Ghosts Of Christmas Past
I come to you today from memory lane: Oregon. Colorado. Nights that got cold. Christmas parties in my old kitchen. Winter quiet. Snow in the city. Snuggling in my pop's chair with nephew Pat.
Late-December dusk at 13,000 feet—white knuckled in the passenger seat on that crazy road between Denver and mom and dad's house.
The Slammer—a scummy bar with a heart of gold. This place decks it out for Christmas, but I don't think you can go there anymore on account of it being clogged with Chads and tourists. Fuck it, though.
Dog walks on Christmas Day when everyone was happy and the snow danced with sunlight.
Baby-face Justin, back when the boys lived in the Belmont house and threw the wildest New Year's Eves.
A mistletoe last year, for kissing season. As I recall, I'd been feeling blue, and although December did bring with it a spicy kiss or two, they weren't partaken of in any real proximity to my kitchen or this talisman of Druidic fertility. Nevertheless!
A powder day. A powder day with my dad. How many of these I’ve had in my life, I can’t be sure, but they’re very valuable.
Me hanging twinkly lights at Commonwealth in 2011, the year I decided against all odds to open an indoor skatepark in the middle of a recession.

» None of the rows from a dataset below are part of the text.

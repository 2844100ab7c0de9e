use std::time::Duration;

use scraper::{Html, Selector};
use tracing::debug;

/// Spoofed desktop browser identification. A number of news sites answer
/// unidentified clients with 403 or a consent interstitial.
const BROWSER_USER_AGENT: &str = "Mozilla/5.0 (Windows NT 10.0; Win64; x64) \
    AppleWebKit/537.36 (KHTML, like Gecko) Chrome/118.0.0.0 Safari/537.36";

const FETCH_TIMEOUT: Duration = Duration::from_secs(5);

/// Text rendering width for the markdown-flavored body.
const BODY_WIDTH: usize = 80;

#[derive(Debug, thiserror::Error)]
pub enum ArticleFetchError {
    #[error("request failed: {0}")]
    Request(#[from] reqwest::Error),
    #[error("unexpected status code: {0}")]
    HttpStatus(u16),
}

#[derive(Debug, Clone, Default, PartialEq, Eq)]
pub struct ExtractedArticle {
    pub title: String,
    pub body: String,
}

/// Build the HTTP client used for article fetches: short fixed timeout,
/// browser user agent.
pub fn build_http_client() -> Result<reqwest::Client, reqwest::Error> {
    reqwest::Client::builder()
        .timeout(FETCH_TIMEOUT)
        .user_agent(BROWSER_USER_AGENT)
        .build()
}

/// Fetch the raw HTML of an article page. Timeouts, transport failures and
/// non-2xx statuses are errors; the pipeline downgrades them to empty content.
pub async fn fetch_article_html(
    client: &reqwest::Client,
    url: &str,
) -> Result<String, ArticleFetchError> {
    let response = client.get(url).send().await?;
    let status = response.status();
    if !status.is_success() {
        return Err(ArticleFetchError::HttpStatus(status.as_u16()));
    }
    Ok(response.text().await?)
}

/// Best-effort conversion of raw HTML into `(title, body)`. The title comes
/// from the document's `<title>` element, the body is rendered to readable
/// markdown-flavored text. No quality contract beyond whitespace hygiene.
pub fn extract_content(html: &str, url: &str) -> ExtractedArticle {
    let document = Html::parse_document(html);
    let title = Selector::parse("title")
        .ok()
        .and_then(|selector| {
            document
                .select(&selector)
                .next()
                .map(|element| element.text().collect::<String>())
        })
        .map(|text| text.trim().to_string())
        .unwrap_or_default();

    let body = html2text::from_read(html.as_bytes(), BODY_WIDTH).unwrap_or_default();
    let body = remove_blank_lines(&body);
    debug!(url, title = %title, body_chars = body.chars().count(), "extracted article");

    ExtractedArticle { title, body }
}

/// Drop lines that contain only whitespace.
pub fn remove_blank_lines(content: &str) -> String {
    let mut cleaned = String::with_capacity(content.len());
    for line in content.lines() {
        if line.trim().is_empty() {
            continue;
        }
        cleaned.push_str(line);
        cleaned.push('\n');
    }
    cleaned
}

This picture reminds me of the unkempt Chrismas parties I used to have and how one in particular, maybe even this one, ended with a can of caramel popcorn getting tossed all over the hardwoods and then, like with alchemy, transformed into a kind of tar thanks to the addition of spilt beer and dancing. Ah those were the days!
Nephew Pat in his Kermit slippers, working his way through a dire case of post present-opening blues.
Do y'all remember how for a little while there after Department Of Skateboarding got torn down, we still skated the empty warehouse—just cuz it was winter outside and there was NO WHERE ELSE TO GO?
The coldest Christmas camping in Arches National Park. We were the only ones. It was beautiful and austere. I turned into an icicle.
Peace on earth.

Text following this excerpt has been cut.